Re: 4.0 locked up over the weekend

2007-05-10 Thread Joachim Schipper
On Wed, May 09, 2007 at 11:46:13AM -0700, Bruce Bauer wrote:
 On 5/8/07, Joachim Schipper [EMAIL PROTECTED] wrote:
  On Tue, May 08, 2007 at 09:05:44AM -0700, Bruce Bauer wrote:
   Probably a good idea to put some load on the sytem anyway.

   Running make in ports/www/kde should keep it busy for a while
   Not familiar with bonnie++, I'll check it out
  [snip: bonnie runs fine]
 update:
 
 i've experienced 3 more hard lockups.
 no messgaes on the console screen. nothing unusual in any of the log
 file that i've found. make running in /upr/ports/x11/kde was
 interrupted at different tasks each time, (downloading, compiling, and
 running a configure script). system recovered each time with no
 problems after a powercycle.
 
 are there some system monitoring tools i should be running to keep
 track of various resources?

No, not really; very few things you could do would cause the system to
freeze.

Okay, so something is wrong. Troubleshooting it tends to be hard;
however, you are experiencing lock-ups, not crashes. Perhaps the box
simply gets too hot? Most modern systems have sensors, which can usually
be seen via hw.sensors, or at least the BIOS screen. Simply cleaning out
the mess tends to help here.

Joachim

-- 
TFMotD: fpa, fea, fta (4) - DEC FDDI controller device driver



Re: 4.0 locked up over the weekend

2007-05-10 Thread Nick Holland

Bruce Bauer wrote:

This system has been running flawlessly since mid-March with GENERIC
plus the 010 patch. dmesg below
This morning I found it totally unresponsive both through network and
at the console.  Had to use the power switch to recover.

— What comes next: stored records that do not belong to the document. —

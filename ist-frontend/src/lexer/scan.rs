//! The scanner: turns the text of one source unit into positioned tokens.
//!
//! [`logos`](https://crates.io/crates/logos) classifies each run of characters. The scanner then
//! walks a cursor over that run one character at a time, which keeps the running line and column,
//! records line starts as newlines go by, and cuts the token text between the token-start and
//! current offsets.
use std::{ops::Range, sync::Arc, time::Instant};

use logos::Logos;
use tracing::{debug, trace};

use super::{
    token::Lexeme, LineTable, Location, Position, ScanError, SourceUnit, Span, Token, TokenKind,
};

/// Scans `text` and returns its tokens, stopping at the first error.
pub fn scan(text: &str, name: impl Into<Arc<str>>) -> Result<Vec<Token>, ScanError> {
    lex(name, text).map(SourceUnit::into_tokens)
}

/// Scans `text` into a complete [`SourceUnit`], stopping at the first error.
pub fn lex(name: impl Into<Arc<str>>, text: impl Into<Arc<str>>) -> Result<SourceUnit, ScanError> {
    let text = text.into();
    let mut scanner = Scanner::new(name.into(), &text, Mode::Fatal);
    scanner.run()?;
    Ok(scanner.finish(text.clone()))
}

/// Scans `text` to the end, turning every failure into a [`TokenKind::Rune`] token and an error.
pub fn lex_recovering(
    name: impl Into<Arc<str>>,
    text: impl Into<Arc<str>>,
) -> (SourceUnit, Vec<ScanError>) {
    let text = text.into();
    let mut scanner = Scanner::new(name.into(), &text, Mode::Recover);

    // A recovering scan records errors instead of returning them
    let result = scanner.run();
    debug_assert!(result.is_ok());

    let errors = std::mem::take(&mut scanner.errors);
    (scanner.finish(text.clone()), errors)
}

#[derive(Debug, Clone, Copy, PartialEq, Eq)]
enum Mode {
    Fatal,
    Recover,
}

struct Scanner<'s> {
    name: Arc<str>,
    text: &'s str,
    mode: Mode,

    // byte offsets of the token being built and of the cursor
    token_start: usize,
    current: usize,

    // running positions at the same two offsets
    token_start_pos: Location,
    current_pos: Location,

    lines: LineTable,
    tokens: Vec<Token>,
    errors: Vec<ScanError>,
}

impl<'s> Scanner<'s> {
    fn new(name: Arc<str>, text: &'s str, mode: Mode) -> Self {
        Self {
            name,
            text,
            mode,
            token_start: 0,
            current: 0,
            token_start_pos: Location::origin(),
            current_pos: Location::origin(),
            lines: LineTable::new(),
            tokens: Vec::new(),
            errors: Vec::new(),
        }
    }

    fn run(&mut self) -> Result<(), ScanError> {
        let start = Instant::now();

        for (lexeme, range) in Lexeme::lexer(self.text).spanned() {
            debug_assert_eq!(range.start, self.current, "lexemes must be contiguous");

            match lexeme {
                Ok(Lexeme::Whitespace) => {
                    self.consume_to(range.end);
                    self.flush();
                }
                Ok(Lexeme::UnterminatedString) => {
                    let quote = self.position();
                    self.consume_to(range.end);
                    self.fail(ScanError::UnterminatedString(quote))?;
                }
                Ok(Lexeme::LoneOperator) => {
                    let at = self.position();
                    let c = self.consume_run(range);
                    self.fail(ScanError::MalformedOperator(at, c))?;
                }
                Ok(lexeme) => {
                    self.consume_to(range.end);
                    match lexeme.token_kind() {
                        Some(kind) => self.push_token(kind),
                        None => unreachable!("{lexeme:?} is handled above"),
                    }
                }
                Err(()) => {
                    let at = self.position();
                    let c = self.consume_run(range);
                    self.fail(ScanError::UnrecognizedCharacter(at, c))?;
                }
            }
        }

        // Final line boundary marker
        self.lines.finish(self.current);

        debug!(
            source = %self.name,
            tokens = self.tokens.len(),
            lines = self.lines.len(),
            errors = self.errors.len(),
            elapsed = ?start.elapsed(),
            "scanned source unit"
        );

        Ok(())
    }

    fn finish(self, text: Arc<str>) -> SourceUnit {
        SourceUnit::new(self.name, text, self.lines, self.tokens)
    }

    /// Looks `distance` characters past the cursor without moving it.
    fn look(&self, distance: usize) -> Option<char> {
        self.text[self.current..].chars().nth(distance)
    }

    /// Consumes one character, moving the running position and recording new lines.
    fn consume(&mut self) -> Option<char> {
        let c = self.look(0)?;
        self.current += c.len_utf8();

        if c == '\n' {
            self.current_pos.line += 1;
            self.current_pos.column = 1;
            self.lines.push_line(self.current);
        } else {
            self.current_pos.column += 1;
        }
        self.current_pos.offset = self.current;

        Some(c)
    }

    fn consume_to(&mut self, end: usize) {
        while self.current < end {
            if self.consume().is_none() {
                break;
            }
        }
    }

    /// Consumes a failed run and returns its first character.
    fn consume_run(&mut self, range: Range<usize>) -> char {
        // An empty run would stall the cursor; always take at least one character
        let first = self.consume().unwrap_or(char::REPLACEMENT_CHARACTER);
        self.consume_to(range.end);
        first
    }

    fn position(&self) -> Position {
        Position::new(self.name.clone(), self.current_pos)
    }

    /// Emits the text between the token start and the cursor as a token.
    fn push_token(&mut self, kind: TokenKind) {
        let span = Span::from_locations(self.name.clone(), self.token_start_pos, self.current_pos);
        let token = Token::new(kind, &self.text[self.token_start..self.current], span);

        trace!(
            "[{:4}:{:4}:{:>10}] `{}`",
            self.token_start,
            self.current,
            token.kind(),
            token.text()
        );

        self.tokens.push(token);
        self.flush();
    }

    /// Starts the next token at the cursor.
    fn flush(&mut self) {
        self.token_start = self.current;
        self.token_start_pos = self.current_pos;
    }

    /// Reports an error over the run since the token start.
    ///
    /// Fatal scans stop here. Recovering scans keep the run as a [`TokenKind::Rune`] token.
    fn fail(&mut self, error: ScanError) -> Result<(), ScanError> {
        match self.mode {
            Mode::Fatal => Err(error),
            Mode::Recover => {
                debug!("recovering from scan error: {error}");
                self.errors.push(error);
                self.push_token(TokenKind::Rune);
                Ok(())
            }
        }
    }
}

Where do I start trying to track this down?

The system is running sshd and openvpn only

DMESG:
OpenBSD 4.0 (GENERICp) #0: Fri Mar 16 19:07:33 MST 2007
   [EMAIL PROTECTED]:/usr/src/sys/arch/i386/compile/GENERICp
cpu0: AMD Sempron(tm) Processor 3000+ (AuthenticAMD 686-class, 256KB
L2 cache) 1.61 GHz
cpu0: 
FPU,V86,DE,PSE,TSC,MSR,PAE,MCE,CX8,APIC,SEP,MTRR,PGE,MCA,CMOV,PAT,PSE36,CFLUSH,MMX,FXSR,SSE,SSE2,SSE3,CX16 

..
Is this an amd64 capable Sempron?  It looks like it is, based on the 
rest of the dmesg.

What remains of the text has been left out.